I struggled with what it meant to be a survivor of suicide loss. I knew how to be an older sister, but there isn’t exactly a handbook on being an older sister to someone who died of suicide.
For 23 years, being your older sister meant spending Sundays at the dinner table, telling Aedan that if he was a character on Full House, he would be Kimmi Gibbler. And then, after getting yelled at for teasing him, telling him that he was Comet instead. Being your sister meant having a girl buy me a free drink at the bar because she thought I would put in a good word with you. It meant after-work phone calls because we both hated driving in silence. It meant spending twenty minutes texting back and forth before we “approved” of an Instagram caption. It meant singing in the kitchen with Patty to a song we made up on the spot about Cheez-Its.
But, what does being your sister mean now that you’re not here?
I remember Dad sitting us all down one night as kids to read us The Giving Tree by Shel Silverstein.
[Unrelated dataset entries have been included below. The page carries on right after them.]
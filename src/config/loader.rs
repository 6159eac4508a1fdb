// Copyright (C) 2026 Michael Wilson <mike@mdwn.dev>
//
// This program is free software: you can redistribute it and/or modify it under
// the terms of the GNU General Public License as published by the Free Software
// Foundation, version 3.
//
// This program is distributed in the hope that it will be useful, but WITHOUT
// ANY WARRANTY; without even the implied warranty of MERCHANTABILITY or FITNESS
// FOR A PARTICULAR PURPOSE. See the GNU General Public License for more details.
//
// You should have received a copy of the GNU General Public License along with
// this program. If not, see <https://www.gnu.org/licenses/>.
//

//! WAV sample loading and caching.
//!
//! Samples are loaded entirely into memory at patch-load time so voice
//! playback never touches storage.

use std::collections::HashMap;
use std::path::{Path, PathBuf};
use std::sync::Arc;

use tracing::{debug, info};

use super::PatchError;

/// Loads mono 16-bit WAV files and caches them by path, so several regions
/// referencing the same file share one in-memory copy.
pub struct SampleLoader {
    cache: HashMap<PathBuf, Arc<Vec<i16>>>,
}

impl SampleLoader {
    /// Creates an empty loader.
    pub fn new() -> Self {
        Self {
            cache: HashMap::new(),
        }
    }

    /// Loads a WAV file into memory, guard-padded for the interpolating
    /// kernel. Returns a cached copy if the file was loaded before.
    pub fn load(&mut self, path: &Path) -> Result<Arc<Vec<i16>>, PatchError> {
        if let Some(data) = self.cache.get(path) {
            debug!(path = ?path, "Using cached sample");
            return Ok(data.clone());
        }

        info!(path = ?path, "Loading sample into memory");
        let mut reader = hound::WavReader::open(path)?;
        let spec = reader.spec();
        if spec.channels != 1 {
            return Err(PatchError::Invalid(format!(
                "{}: expected mono, got {} channels",
                path.display(),
                spec.channels
            )));
        }
        if spec.sample_format != hound::SampleFormat::Int || spec.bits_per_sample != 16 {
            return Err(PatchError::Invalid(format!(
                "{}: expected 16-bit integer PCM",
                path.display()
            )));
        }

        let mut pcm = reader
            .samples::<i16>()
            .collect::<Result<Vec<i16>, hound::Error>>()?;

        // The kernel reads one sample past the current position.
        let guard = pcm.last().copied().unwrap_or(0);
        pcm.push(guard);

        let data = Arc::new(pcm);
        self.cache.insert(path.to_path_buf(), data.clone());
        Ok(data)
    }

    /// Returns the total memory held by cached samples, in bytes.
    pub fn total_memory_usage(&self) -> usize {
        self.cache
            .values()
            .map(|data| data.len() * std::mem::size_of::<i16>())
            .sum()
    }
}

impl Default for SampleLoader {
    fn default() -> Self {
        Self::new()
    }
}
impl Engine {
    fn new(velocity: VelocityTable) -> Self {
        Self {
            channels: std::array::from_fn(|index| Channel::new(index as u8)),
            pool: VoicePool::new(velocity),
        }
    }

    fn dispatch(&mut self, message: Message) {
        match message {
            Message::NoteOn {
                channel,
                note_no,
                velocity,
            } => self.channels[channel as usize].note_on(&mut self.pool, note_no, velocity),
            Message::NoteOff {
                channel,
                note_no,
                velocity,
            } => self.channels[channel as usize].note_off(&mut self.pool, note_no, velocity),
            Message::PitchBend { channel, bend } => {
                self.channels[channel as usize].pitch_bend(&mut self.pool, bend)
            }
        }
    }

    /// Mixes every playing voice into the bus, one envelope step at a time.
    fn mix(&mut self, bus: &mut [f32; SAMPLE_BUFFER_SIZE], kernel: &dyn Kernel, master_volume: f32) {
        for player in self.pool.players.iter_mut() {
            if !player.playing {
                continue;
            }
            let Some(sample) = player.sample.clone() else {
                continue;
            };

            for step in 0..STEPS_PER_BUFFER {
                if sample.adsr_enabled {
                    player.update_gain();
                }
                if !player.playing {
                    break;
                }

                // The 65536 factor pre-applies the fixed-point step of the
                // output conversion.
                let gain = player.gain * master_volume * 65536.0;
                let dst =
                    &mut bus[step * ADSR_UPDATE_SAMPLE_COUNT..(step + 1) * ADSR_UPDATE_SAMPLE_COUNT];
                let mut work = KernelWork {
                    src: sample.data.as_slice(),
                    src_pos: player.pos,
                    dst,
                    pos_f: player.pos_f,
                    gain,
                    pitch: player.pitch,
                };
                kernel.mix(&mut work);

                // Without an envelope the whole sample plays once; with one,
                // the loop region repeats until release fades the voice out.
                let (loop_end, loop_back) = if sample.adsr_enabled {
                    (
                        sample.loop_end as i64,
                        sample.loop_start as i64 - sample.loop_end as i64,
                    )
                } else {
                    (sample.length as i64, 0)
                };

                let mut pos = work.src_pos as i64;
                if pos >= loop_end {
                    if loop_back == 0 {
                        player.playing = false;
                        break;
                    }
                    // A large enough pitch can overshoot the loop region by
                    // more than one loop length in a single kernel call.
                    while pos >= loop_end {
                        pos += loop_back;
                    }
                }
                player.pos = pos as usize;
                player.pos_f = work.pos_f;
            }
        }
    }
}
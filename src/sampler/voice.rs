// Copyright (C) 2026 Michael Wilson <mike@mdwn.dev>
//
// This program is free software: you can redistribute it and/or modify it under
// the terms of the GNU General Public License as published by the Free Software
// Foundation, version 3.
//
// This program is distributed in the hope that it will be useful, but WITHOUT
// ANY WARRANTY; without even the implied warranty of MERCHANTABILITY or FITNESS
// FOR A PARTICULAR PURPOSE. See the GNU General Public License for more details.
//
// You should have received a copy of the GNU General Public License along with
// this program. If not, see <https://www.gnu.org/licenses/>.
//

//! The voice pool: allocation, stealing, and per-voice envelope state.

use std::sync::Arc;

use tracing::debug;

use crate::timbre::{Sample, VelocityTable};

use super::MAX_SOUND;

/// Envelope segment a voice is currently in.
#[derive(Clone, Copy, Debug, PartialEq, Eq)]
pub enum AdsrState {
    Attack,
    Decay,
    Sustain,
    Release,
}

/// Gain threshold below which a releasing voice is considered silent.
const SILENCE_THRESHOLD: f32 = 0.001;

/// One concurrently sounding copy of a sample.
///
/// A voice with `playing == false` is idle; its remaining fields (including
/// the sample reference) are stale and must not be read by the mixing pass.
pub struct SamplePlayer {
    pub(crate) sample: Option<Arc<Sample>>,
    pub(crate) note_no: u8,
    pub(crate) channel: u8,
    /// Target peak gain, derived from velocity.
    pub(crate) volume: f32,
    /// Current envelope output.
    pub(crate) gain: f32,
    /// Snapshot of the owning channel's bend, in semitones.
    pub(crate) pitch_bend: f32,
    /// Playback rate: `2^((note_no - root + pitch_bend) / 12)`.
    pub(crate) pitch: f32,
    /// Integer phase into the sample data.
    pub(crate) pos: usize,
    /// Fractional phase in `[0, 1)`.
    pub(crate) pos_f: f32,
    /// Voice-start tick for oldest-voice stealing.
    pub(crate) created_at: u64,
    /// Set by note-off; forces the release segment at the next envelope step.
    pub(crate) released: bool,
    pub(crate) playing: bool,
    pub(crate) adsr_state: AdsrState,
}

impl SamplePlayer {
    fn idle() -> Self {
        Self {
            sample: None,
            note_no: 0,
            channel: 0,
            volume: 0.0,
            gain: 0.0,
            pitch_bend: 0.0,
            pitch: 1.0,
            pos: 0,
            pos_f: 0.0,
            created_at: 0,
            released: false,
            playing: false,
            adsr_state: AdsrState::Attack,
        }
    }

    /// Re-arms this voice for a new note. Every field is rewritten so a
    /// stolen voice cannot keep stale note or channel attribution. A missing
    /// sample (no region matched) leaves the voice idle.
    fn reset(
        &mut self,
        sample: Option<Arc<Sample>>,
        note_no: u8,
        volume: f32,
        pitch_bend: f32,
        channel: u8,
        created_at: u64,
    ) {
        let adsr_enabled = sample.as_deref().is_some_and(|s| s.adsr_enabled);
        self.playing = sample.is_some();
        self.sample = sample;
        self.note_no = note_no;
        self.channel = channel;
        self.volume = volume;
        // Without an envelope the gain is pinned to the target volume.
        self.gain = if adsr_enabled { 0.0 } else { volume };
        self.pitch_bend = pitch_bend;
        self.pos = 0;
        self.pos_f = 0.0;
        self.created_at = created_at;
        self.released = false;
        self.adsr_state = AdsrState::Attack;
        self.update_pitch();
    }

    /// Recomputes the playback rate from the note, root and bend.
    pub(crate) fn update_pitch(&mut self) {
        let root = match self.sample.as_deref() {
            Some(sample) => sample.root,
            None => return,
        };
        let delta = self.note_no as f32 - root as f32 + self.pitch_bend;
        self.pitch = (delta / 12.0).exp2();
    }

    /// Advances the envelope by one step.
    ///
    /// A pending release request forces the release segment regardless of the
    /// current one. Attack ramps linearly to `volume`, decay approaches the
    /// sustain level geometrically and snaps when close, release decays
    /// geometrically and kills the voice once inaudible.
    pub(crate) fn update_gain(&mut self) {
        let (adsr_enabled, attack, decay, sustain, release) = match self.sample.as_deref() {
            Some(s) => (s.adsr_enabled, s.attack, s.decay, s.sustain, s.release),
            None => return,
        };

        if !adsr_enabled {
            self.gain = self.volume;
            return;
        }

        if self.released {
            self.adsr_state = AdsrState::Release;
        }

        match self.adsr_state {
            AdsrState::Attack => {
                self.gain += attack * self.volume;
                if self.gain >= self.volume {
                    self.gain = self.volume;
                    self.adsr_state = AdsrState::Decay;
                }
            }
            AdsrState::Decay => {
                let goal = sustain * self.volume;
                self.gain = (self.gain - goal) * decay + goal;
                if self.gain - goal < SILENCE_THRESHOLD {
                    self.adsr_state = AdsrState::Sustain;
                    self.gain = goal;
                }
            }
            AdsrState::Sustain => {}
            AdsrState::Release => {
                self.gain *= release;
                if self.gain < SILENCE_THRESHOLD {
                    self.gain = 0.0;
                    self.playing = false;
                }
            }
        }
    }
}

/// Fixed-size pool of voices with oldest-voice stealing.
pub struct VoicePool {
    pub(crate) players: [SamplePlayer; MAX_SOUND],
    velocity: VelocityTable,
    /// Monotonic voice-start tick.
    clock: u64,
}

impl VoicePool {
    pub(crate) fn new(velocity: VelocityTable) -> Self {
        Self {
            players: std::array::from_fn(|_| SamplePlayer::idle()),
            velocity,
            clock: 0,
        }
    }

    pub(crate) fn set_velocity_table(&mut self, velocity: VelocityTable) {
        self.velocity = velocity;
    }

    /// Picks a voice for a new note and resets it: the lowest-index idle
    /// voice if one exists, otherwise the oldest voice in the pool is stolen
    /// unconditionally. Returns the chosen slot.
    pub(crate) fn allocate(
        &mut self,
        sample: Option<Arc<Sample>>,
        note_no: u8,
        velocity: u8,
        pitch_bend: f32,
        channel: u8,
    ) -> usize {
        let slot = match self.players.iter().position(|p| !p.playing) {
            Some(free) => free,
            None => {
                let oldest = self
                    .players
                    .iter()
                    .enumerate()
                    .min_by_key(|(_, p)| p.created_at)
                    .map(|(i, _)| i)
                    .unwrap_or(0);
                debug!(slot = oldest, note_no, channel, "Voice pool exhausted, stealing oldest voice");
                oldest
            }
        };

        let volume = self.velocity[(velocity & 0x7f) as usize];
        let created_at = self.clock;
        self.clock += 1;
        self.players[slot].reset(sample, note_no, volume, pitch_bend, channel, created_at);
        slot
    }

    /// Returns the number of currently sounding voices.
    pub(crate) fn active_count(&self) -> usize {
        self.players.iter().filter(|p| p.playing).count()
    }

    /// Silences every voice immediately, without release tails.
    pub(crate) fn stop_all(&mut self) {
        for player in self.players.iter_mut() {
            player.gain = 0.0;
            player.playing = false;
        }
    }
}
It’s such a small memory- Victor wanted to sleep in a sleeping bag instead of his bed, Kevin had a Yankee hat on, I wasn’t really paying too much attention because I had a loose tooth, and you were throwing a ball up in the air. I don’t even remember if we finished the book that night. But, growing up, I always knew the gist of the story- a tree gave everything it had for a boy that it loved.
I’m not sure if I truly understood the message as freckle-faced ten year old, but I was able to figure out that this was supposed to be a metaphor for the strength of love. That this touchy-feely sort of story was to represent the kindness and generosity found in love.
When you took your life last July, I kept coming back to this idea of love found in The Giving Tree. I never got to the stage of grief that is supposed to be filled with anger at you for leaving, but… I spent a lot of this year just wanting to know if you had even the slightest idea how much we all love you. About how much we would have given- branches and all- to have you back in our life.
And as I’ve spent this year grieving and trying to sort together whatever it means to be an older sister to someone who died of suicide, I’ve come to the conclusion that The Giving Tree is, well, kind of full of shit.
It took me a whole year to realize that love and strength are not measured by how much pain you can endure. It’s not measured by giving up so much of yourself that you feel depleted. It’s definitely not measured by how many times you “successfully” tell someone you have allergies instead of that you were actually crying in the car to a Justin Bieber song.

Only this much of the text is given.